Collected data

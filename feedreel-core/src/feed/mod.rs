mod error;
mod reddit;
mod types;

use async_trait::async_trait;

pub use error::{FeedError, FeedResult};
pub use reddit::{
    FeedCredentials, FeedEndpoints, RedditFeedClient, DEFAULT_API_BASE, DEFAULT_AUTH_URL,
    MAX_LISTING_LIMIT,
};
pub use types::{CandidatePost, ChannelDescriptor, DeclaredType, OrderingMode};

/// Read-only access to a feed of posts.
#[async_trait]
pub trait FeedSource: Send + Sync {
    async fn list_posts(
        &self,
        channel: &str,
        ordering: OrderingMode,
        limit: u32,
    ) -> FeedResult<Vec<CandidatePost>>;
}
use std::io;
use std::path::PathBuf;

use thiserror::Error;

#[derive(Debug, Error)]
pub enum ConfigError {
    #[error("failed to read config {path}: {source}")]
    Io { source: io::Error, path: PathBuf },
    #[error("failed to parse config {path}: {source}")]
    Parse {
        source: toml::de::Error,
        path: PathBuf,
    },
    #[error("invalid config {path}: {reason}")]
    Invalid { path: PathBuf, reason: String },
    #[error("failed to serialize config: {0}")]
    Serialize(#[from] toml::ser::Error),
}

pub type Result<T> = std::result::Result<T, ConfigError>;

• **About this exercise**: Check each line above for the word "failed", then give only the number of lines that have it.

• **The completed task**: 3